I guess you're saying that it isn't reasonable. But if a motor kick
can't do that, surely lightning can ... I guess ...
But Graham says that lightning protection is hopeless ... okay ...
Trivial surges such as motors must be made irrelevant by protection
already inside your power supply design. That is not found in
protector components. For example, you power supply must have
galvanic isolation for human safety. And that galvanic isolation is
made sufficient to made surge damage irrelevant.
Maybe once every seven years, a surge may occur that might overwhelm
protection that is standard in all appliances. Therefore earthing
makes that surge irrelevant. For example, a TV cable connects
directly to earth ground - not protector components - for effective
surge protection. That earth ground (quality of) determines the
protection. Surges so well earthing that protection inside all
appliances is not overwhelmed.
For other incoming wires (telephone, AC electric) direct earthing
is not possible. Therefore we install a 'whole house' protector with
that 'less than 10 foot' earthing connection. Even wire length too
long destroys the protection. Protection installed so that direct
lightning strikes find earth ground via that earthing electrode; not
destructively via electronics appliances or your design.
These requirements for electronics protection were even standard 30
years ago. Protection that is exceeded (as demanded by Intel specs)
in a properly designed ATX power supply.
Don't believe those myths that lighting damage is normal. When was
the last time your telco, their computer connected to overhead wires
all over town, was down for 4 days (no phone service) as they replaced
that computer? With maybe 100 surges during each thunderstorm, they
don't have damage. They also use a properly earthed 'whole house'
protector on each incoming wire. And up to 50 meter separation
between that protector and electronics. That separation also part of
the protection.
You may also want to learn from manufacturer data sheets about
standard ICs now required to meet 2000 and 15000 volt surge
protection. Those who don't learn from datasheets and other numbers,
instead, assume protection is not possible.

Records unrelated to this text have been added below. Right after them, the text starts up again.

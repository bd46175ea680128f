use thiserror::Error;

#[derive(Error, Debug)]
pub enum DatastoreError {
    /// Non-200 response for one report file; carries the file name.
    #[error("Report unavailable: {source_file} (HTTP {status})")]
    Unavailable { source_file: String, status: u16 },

    #[error("HTTP error: {0}")]
    HttpError(#[from] reqwest::Error),

    #[error("Data parsing error: {0}")]
    ParseError(String),

    #[error("Transformation error: {0}")]
    TransformError(String),

    #[error("File I/O error: {0}")]
    IoError(#[from] std::io::Error),

    #[error("CSV error: {0}")]
    CsvError(#[from] csv::Error),

    #[error("Dataframe error: {0}")]
    FrameError(#[from] polars::prelude::PolarsError),

    #[error("Serialization error: {0}")]
    SerdeError(#[from] serde_json::Error),

    #[error("Missing column: {0}")]
    MissingColumn(String),
}
use crate::frame_utils::{column_names, json_to_csv_field, to_records};
use crate::models::*;
use crate::Result;
use csv::Writer;
use polars::prelude::DataFrame;
use std::fs;
use std::path::{Path, PathBuf};

pub struct OutputManager;

impl OutputManager {
    /// Write `<name>.json` with the serialised outcome and, on success, one
    /// `<name>_<dataset>.csv` per dataset. Returns the files written.
    pub fn save_outcome<P: AsRef<Path>>(
        name: &str,
        outcome: &ApiOutcome,
        output_path: P,
    ) -> Result<Vec<PathBuf>> {
        let output_dir = output_path.as_ref();
        fs::create_dir_all(output_dir)?;

        let mut written = vec![Self::save_json(name, outcome, output_dir)?];

        if let Some(payload) = outcome.payload() {
            for dataset in &payload.data {
                let file_path = output_dir.join(format!("{}_{}.csv", name, dataset.name));
                Self::save_csv(&dataset.frame, &file_path)?;
                written.push(file_path);
            }
        }

        log::info!("Results for {} saved to: {}", name, output_dir.display());
        Ok(written)
    }

    fn save_json(name: &str, outcome: &ApiOutcome, output_dir: &Path) -> Result<PathBuf> {
        let file_path = output_dir.join(format!("{}.json", name));
        let json_string = serde_json::to_string_pretty(outcome)?;
        fs::write(&file_path, json_string)?;
        Ok(file_path)
    }

    pub fn save_csv(df: &DataFrame, file_path: &Path) -> Result<()> {
        let mut writer = Writer::from_path(file_path)?;
        writer.write_record(column_names(df))?;
        for record in to_records(df)? {
            writer.write_record(record.values().map(json_to_csv_field))?;
        }
        writer.flush()?;
        Ok(())
    }

    /// One-line status per outcome, for the console summary.
    pub fn summarize(name: &str, outcome: &ApiOutcome) -> String {
        match outcome {
            ApiOutcome::Success(payload) => {
                let counts: Vec<String> = payload
                    .data
                    .iter()
                    .map(|d| format!("{}={}", d.name, d.frame.height()))
                    .collect();
                format!("{}: ok at {} ({})", name, payload.date.format("%Y-%m-%d %H:%M:%S"), counts.join(", "))
            }
            ApiOutcome::Unavailable { status, source } => {
                format!("{}: unavailable, status {} from {}", name, status, source)
            }
            ApiOutcome::Failed => format!("{}: failed (see log)", name),
        }
    }
}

Those who posted nothing can protect from lightning? You now know
who has not first learned electronics design and other standards. But
they know anyway.
Meanwhile the fuse will take milliseconds to blow. Surge damage
completes in microsecones. Anyone with basic electronics knowledge
should have known this and posted it. Just another benchmark for
those who are making recommendations and yet don't even have basic
electronics knowledge. Fuses are not for electronics protection.
Their function - to protect you from a fire after electronics has been
damaged. Those other posters should have known this.